Champion cleaning - it’s contagious!

23rd of May 2019
Champion cleaning - it’s contagious!

Four hospitals in Aarhus, Denmark have been merged. Lotte Printz met up with the cleaning team.

In December 2018 Aarhus University Hospital was appointed Denmark’s best hospital in the category of highly specialised hospitals for the eleventh year running. In a time when beds have been closed, costs reduced and the hospital, situated in Skejby, an Aarhus suburb, has undergone gigantic construction work to prepare for the merged hospital activities of the three hospitals in Aarhus and the city’s psychiatric hospital, effective as of March this year, that is quite an achievement.

An honour that couldn’t have been bestowed on the hospital without the work done by orderlies and the cleaning staff, the management acknowledges.

Lone Gabel, controller in the hospital cleaning and service unit, will not, however, settle for a first place on a national scale when it comes to cleaning. She doesn’t mind proclaiming that the hospital should be European champion in the cleaning department operated by an in-house cleaning unit and an external facility service partner. A non-existent championship, but the attitude is contagious
she believes.

“The system works well for both parties and I’m over the moon with satisfaction with what we deliver every day. We promote ourselves by saying: ‘we make a difference’,” Gabel says. Nevertheless, once in a while, she still overhears some of the 825 or so cleaners, who also undertake other non-medical work as orderlies, saying: “But we’re just cleaners!”

“No, you are not. You make a huge difference and this hospital wouldn’t function without you, is what we then tell them. Research shows that the more we clean, the lower the risk of infections spreading. A virus can knock down a hospital in a nanosecond,” Gabel says.

According to a 2018 study by European Centre for Disease Prevention and Control, 8.9 million people contract infections in European hospitals and healthcare centres each year. Combatting all hospital-acquired infections through cleaning, is a “wild-goose chase”. But the right cleaning should keep the risk at an absolute minimum.

Government funding to clean properly is vital. The other key words to ensure high standards of cleaning in a huge hospital like this are, in Lone Gabel’s opinion, monitoring and control. Visible control. At Aarhus University Hospital they clean in compliance with Nordic quality standard INSTA 800 and the national guidelines for prevention of hospital-acquired infections that regulate how and how often a room must be cleaned. And Lone Gabel does daily random control rounds at the hospital herself.

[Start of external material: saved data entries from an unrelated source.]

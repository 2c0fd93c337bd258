//! Handlers for destination search by image.
//!
//! An upload is identified in stages: landmark detection when a vision key is
//! configured, then keywords in the file name, then a hash of the bytes. The
//! last stage always answers, so a valid upload never comes back empty.

use std::io::Cursor;

use axum::extract::{Multipart, Path, Query, State};
use axum::Json;
use serde::{Deserialize, Serialize};
use wayfarer_clients::Landmark;
use wayfarer_core::destinations::{classify_offline, Category, TravelDetails, LANDMARK_CONFIDENCE};
use wayfarer_core::error::CoreError;
use wayfarer_core::hashing::sha256_hex;
use wayfarer_core::types::DbId;
use wayfarer_core::history::{clamp_limit, DEFAULT_HISTORY_LIMIT, MAX_HISTORY_LIMIT};
use wayfarer_core::uploads::{base_name, ensure_extension, stored_upload_name, validate_user_id, IMAGE_EXTENSIONS};
use wayfarer_db::models::destination::Destination;
use wayfarer_db::models::image_search::ImageSearch;
use wayfarer_db::repositories::{DestinationRepo, ImageSearchRepo};
use wayfarer_events::ActivityEvent;

use crate::error::AppResult;
use crate::handlers::read_file_field;
use crate::query::{HistoryParams, UserParams};
use crate::response::DataResponse;
use crate::state::AppState;

// ---------------------------------------------------------------------------
// Response types
// ---------------------------------------------------------------------------

#[derive(Debug, Clone, Copy, Serialize)]
pub struct LatLng {
    pub lat: f64,
    pub lng: f64,
}

#[derive(Debug, Clone, Copy, Serialize)]
pub struct ImageDimensions {
    pub width: u32,
    pub height: u32,
}

/// How an upload was identified.
#[derive(Debug, Serialize)]
#[serde(untagged)]
pub enum Identification {
    /// A landmark recognised by the vision provider.
    Landmark {
        status: &'static str,
        detected_location: String,
        country: &'static str,
        coordinates: LatLng,
        confidence: f64,
        detected_labels: Vec<String>,
        source: &'static str,
    },
    /// One of the fixed destination signatures.
    Signature {
        status: &'static str,
        detected_location: &'static str,
        country: &'static str,
        category: Category,
        coordinates: LatLng,
        confidence: f64,
        photo_url: String,
        travel_details: TravelDetails,
    },
}

impl Identification {
    fn from_landmark(landmark: Landmark) -> Self {
        Self::Landmark {
            status: "success",
            detected_location: landmark.description,
            country: "Detected",
            coordinates: LatLng {
                lat: landmark.latitude,
                lng: landmark.longitude,
            },
            confidence: LANDMARK_CONFIDENCE,
            detected_labels: landmark.labels,
            source: "Google Vision API",
        }
    }

    fn location(&self) -> &str {
        match self {
            Self::Landmark {
                detected_location, ..
            } => detected_location.as_str(),
            Self::Signature {
                detected_location, ..
            } => *detected_location,
        }
    }

    fn confidence(&self) -> f64 {
        match self {
            Self::Landmark { confidence, .. } | Self::Signature { confidence, .. } => *confidence,
        }
    }
}

/// Response for `POST /image/search`.
#[derive(Debug, Serialize)]
pub struct SearchResponse {
    pub user_id: String,
    pub filename: String,
    #[serde(flatten)]
    pub identification: Identification,
    #[serde(skip_serializing_if = "Option::is_none")]
    pub image_dimensions: Option<ImageDimensions>,
}

#[derive(Debug, Serialize)]
pub struct PopularDestinations {
    pub destinations: Vec<Destination>,
}

/// Optional `?category=` filter for the catalogue.
#[derive(Debug, Deserialize)]
pub struct CategoryParams {
    pub category: Option<String>,
}

// ---------------------------------------------------------------------------
// Helpers
// ---------------------------------------------------------------------------

/// Read width and height from the image header without decoding pixels.
fn read_dimensions(data: &[u8]) -> Option<ImageDimensions> {
    let reader = image::ImageReader::new(Cursor::new(data))
        .with_guessed_format()
        .ok()?;
    let (width, height) = reader.into_dimensions().ok()?;
    Some(ImageDimensions { width, height })
}

/// Run the classifier stages over an upload.
async fn identify(state: &AppState, file_name: &str, data: &[u8]) -> Identification {
    if let Some(vision) = &state.vision {
        match vision.detect(data).await {
            Ok(Some(landmark)) => return Identification::from_landmark(landmark),
            Ok(None) => tracing::debug!(file = %file_name, "No landmark detected"),
            Err(e) => tracing::warn!(error = %e, file = %file_name, "Landmark detection failed"),
        }
    }

    let category = classify_offline(file_name, data);
    let signature = category.signature();
    let photo_url = state.photos.photo_url(signature.location).await;

    Identification::Signature {
        status: "success",
        detected_location: signature.location,
        country: signature.country,
        category,
        coordinates: LatLng {
            lat: signature.lat,
            lng: signature.lng,
        },
        confidence: signature.confidence,
        photo_url,
        travel_details: TravelDetails::default(),
    }
}

// ---------------------------------------------------------------------------
// POST /image/search
// ---------------------------------------------------------------------------

/// Store an uploaded image and identify the destination it shows.
pub async fn search(
    State(state): State<AppState>,
    Query(params): Query<UserParams>,
    mut multipart: Multipart,
) -> AppResult<Json<SearchResponse>> {
    validate_user_id(&params.user_id)?;

    let upload = read_file_field(&mut multipart, "image_file").await?;
    ensure_extension(&upload.file_name, IMAGE_EXTENSIONS, "image")?;
    let file_name = base_name(&upload.file_name)?.to_string();

    let dir = &state.config.image_uploads_dir;
    tokio::fs::create_dir_all(dir).await.map_err(CoreError::from)?;
    let path = dir.join(stored_upload_name(&params.user_id, &file_name)?);
    tokio::fs::write(&path, &upload.data)
        .await
        .map_err(CoreError::from)?;

    let identification = identify(&state, &file_name, &upload.data).await;

    state.event_bus.publish(ActivityEvent::image_search(
        params.user_id.as_str(),
        Some(identification.location()),
        identification.confidence(),
    ));

    tracing::info!(
        user_id = %params.user_id,
        file = %path.display(),
        sha256 = %sha256_hex(&upload.data),
        location = identification.location(),
        "Image search completed"
    );

    Ok(Json(SearchResponse {
        user_id: params.user_id,
        filename: file_name,
        image_dimensions: read_dimensions(&upload.data),
        identification,
    }))
}

// ---------------------------------------------------------------------------
// GET /image/popular-destinations
// ---------------------------------------------------------------------------

pub async fn popular_destinations(
    State(state): State<AppState>,
    Query(params): Query<CategoryParams>,
) -> AppResult<Json<PopularDestinations>> {
    let destinations = match params.category.as_deref() {
        Some(category) => DestinationRepo::list_by_category(&state.pool, category).await?,
        None => DestinationRepo::list(&state.pool).await?,
    };
    Ok(Json(PopularDestinations { destinations }))
}

// ---------------------------------------------------------------------------
// GET /image/popular-destinations/{id}
// ---------------------------------------------------------------------------

pub async fn destination(
    State(state): State<AppState>,
    Path(id): Path<DbId>,
) -> AppResult<Json<Destination>> {
    let destination = DestinationRepo::find_by_id(&state.pool, id)
        .await?
        .ok_or_else(|| CoreError::NotFound {
            entity: "Destination",
            id: id.to_string(),
        })?;
    Ok(Json(destination))
}

// ---------------------------------------------------------------------------
// GET /image/history
// ---------------------------------------------------------------------------

/// Most recent logged searches for a user, newest first.
pub async fn history(
    State(state): State<AppState>,
    Query(params): Query<HistoryParams>,
) -> AppResult<Json<DataResponse<Vec<ImageSearch>>>> {
    validate_user_id(&params.user_id)?;
    let limit = clamp_limit(params.limit, DEFAULT_HISTORY_LIMIT, MAX_HISTORY_LIMIT);
    let searches = ImageSearchRepo::list_recent(&state.pool, &params.user_id, limit).await?;
    Ok(Json(DataResponse { data: searches }))
}
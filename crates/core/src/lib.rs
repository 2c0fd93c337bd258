//! Domain types and pure logic shared by the Wayfarer service and tooling.
//!
//! Nothing in this crate performs network I/O. The only filesystem access is
//! the per-user offline cache in [`offline`].

pub mod cough;
pub mod destinations;
pub mod devices;
pub mod error;
pub mod geo;
pub mod hashing;
pub mod history;
pub mod intent;
pub mod offline;
pub mod places;
pub mod types;
pub mod uploads;
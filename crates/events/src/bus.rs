//! In-process event bus backed by a `tokio::sync::broadcast` channel.
//!
//! [`EventBus`] is shared via `Arc<EventBus>` in the API state. Handlers
//! publish once the response data is computed.

use chrono::{DateTime, Utc};
use serde::{Deserialize, Serialize};
use tokio::sync::broadcast;
use wayfarer_core::types::DbId;

// ---------------------------------------------------------------------------
// ActivityEvent
// ---------------------------------------------------------------------------

/// A user-facing action worth recording.
#[derive(Debug, Clone, Serialize, Deserialize)]
#[serde(tag = "kind", rename_all = "snake_case")]
pub enum ActivityEvent {
    /// A voice command was interpreted.
    VoiceCommand {
        user_id: String,
        transcription: String,
        /// Detected intent name; `None` when nothing matched.
        command_type: Option<String>,
        results_count: i64,
        at: DateTime<Utc>,
    },

    /// An uploaded image was classified.
    ImageSearch {
        user_id: String,
        detected_location: Option<String>,
        confidence_score: f64,
        at: DateTime<Utc>,
    },

    /// A destination bundle was written to the offline cache.
    OfflineDownload {
        user_id: String,
        destination_id: DbId,
        data_type: String,
        file_path: String,
        file_size: i64,
        at: DateTime<Utc>,
    },

    /// A user's offline cache was synced.
    OfflineSync {
        user_id: String,
        files_synced: usize,
        at: DateTime<Utc>,
    },
}

impl ActivityEvent {
    pub fn voice_command(
        user_id: impl Into<String>,
        transcription: impl Into<String>,
        command_type: Option<&str>,
        results_count: usize,
    ) -> Self {
        Self::VoiceCommand {
            user_id: user_id.into(),
            transcription: transcription.into(),
            command_type: command_type.map(str::to_string),
            results_count: results_count as i64,
            at: Utc::now(),
        }
    }

    pub fn image_search(
        user_id: impl Into<String>,
        detected_location: Option<&str>,
        confidence_score: f64,
    ) -> Self {
        Self::ImageSearch {
            user_id: user_id.into(),
            detected_location: detected_location.map(str::to_string),
            confidence_score,
            at: Utc::now(),
        }
    }

    pub fn offline_download(
        user_id: impl Into<String>,
        destination_id: DbId,
        data_type: impl Into<String>,
        file_path: impl Into<String>,
        file_size: u64,
    ) -> Self {
        Self::OfflineDownload {
            user_id: user_id.into(),
            destination_id,
            data_type: data_type.into(),
            file_path: file_path.into(),
            file_size: i64::try_from(file_size).unwrap_or(i64::MAX),
            at: Utc::now(),
        }
    }

    pub fn offline_sync(user_id: impl Into<String>, files_synced: usize) -> Self {
        Self::OfflineSync {
            user_id: user_id.into(),
            files_synced,
            at: Utc::now(),
        }
    }

    /// The user the event belongs to.
    pub fn user_id(&self) -> &str {
        match self {
            Self::VoiceCommand { user_id, .. }
            | Self::ImageSearch { user_id, .. }
            | Self::OfflineDownload { user_id, .. }
            | Self::OfflineSync { user_id, .. } => user_id,
        }
    }

    /// Short name used in log fields.
    pub fn kind(&self) -> &'static str {
        match self {
            Self::VoiceCommand { .. } => "voice_command",
            Self::ImageSearch { .. } => "image_search",
            Self::OfflineDownload { .. } => "offline_download",
            Self::OfflineSync { .. } => "offline_sync",
        }
    }
}

// ---------------------------------------------------------------------------
// EventBus
// ---------------------------------------------------------------------------

/// Default buffer capacity for the broadcast channel.
const DEFAULT_CAPACITY: usize = 1024;

/// In-process fan-out event bus.
///
/// ```rust
/// use wayfarer_events::bus::{ActivityEvent, EventBus};
///
/// let bus = EventBus::default();
/// let mut rx = bus.subscribe();
///
/// bus.publish(ActivityEvent::offline_sync("alice", 3));
/// ```
pub struct EventBus {
    sender: broadcast::Sender<ActivityEvent>,
}

impl EventBus {
    /// Create a bus with a specific channel capacity.
    ///
    /// When the buffer is full the oldest unconsumed messages are dropped and
    /// slow receivers observe `RecvError::Lagged`.
    pub fn new(capacity: usize) -> Self {
        let (sender, _) = broadcast::channel(capacity);
        Self { sender }
    }

    /// Publish an event to all current subscribers.
    ///
    /// With no subscribers the event is dropped.
    pub fn publish(&self, event: ActivityEvent) {
        // SendError only means there are zero receivers.
        let _ = self.sender.send(event);
    }

    pub fn subscribe(&self) -> broadcast::Receiver<ActivityEvent> {
        self.sender.subscribe()
    }
}

impl Default for EventBus {
    fn default() -> Self {
        Self::new(DEFAULT_CAPACITY)
    }
}

// ---------------------------------------------------------------------------
// Tests
// ---------------------------------------------------------------------------
//! Repository for the `users` table.

use sqlx::SqlitePool;

use crate::models::user::User;

/// Column list shared across queries to avoid repetition.
const COLUMNS: &str = "id, user_id, created_at, language, latitude, longitude";

/// Provides lookups and lazy creation of users.
pub struct UserRepo;

impl UserRepo {
    /// Return the user with `user_id`, creating it with defaults if absent.
    pub async fn ensure(pool: &SqlitePool, user_id: &str) -> Result<User, sqlx::Error> {
        let query = format!(
            "INSERT INTO users (user_id) VALUES (?1)
             ON CONFLICT (user_id) DO UPDATE SET user_id = excluded.user_id
             RETURNING {COLUMNS}"
        );
        sqlx::query_as::<_, User>(&query)
            .bind(user_id)
            .fetch_one(pool)
            .await
    }

    /// Remember the last position a user searched from.
    ///
    /// Returns `None` if the user does not exist.
    pub async fn update_location(
        pool: &SqlitePool,
        user_id: &str,
        latitude: f64,
        longitude: f64,
    ) -> Result<Option<User>, sqlx::Error> {
        let query = format!(
            "UPDATE users SET latitude = ?2, longitude = ?3
             WHERE user_id = ?1
             RETURNING {COLUMNS}"
        );
        sqlx::query_as::<_, User>(&query)
            .bind(user_id)
            .bind(latitude)
            .bind(longitude)
            .fetch_optional(pool)
            .await
    }
}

For the past 10 years, she and her colleagues in the cleaning department have faced extra challenges, however, with construction work taking place. Even though doors into the open hospital have been hermetically sealed, a construction site is still ”dirty business”, which can be fatal in a hospital.

”Almost 300,000 extra square metres have been built and the largest part of that had to be cleaned clinically – not just once, but three to five times. The biggest challenge we’ve had is making sure the builders did NOT enter the premises after a clinical clean. If they did, we had to clean it all over again,” Gabel explains.

More construction work will follow, but Lone Gabel is relieved the major part is over.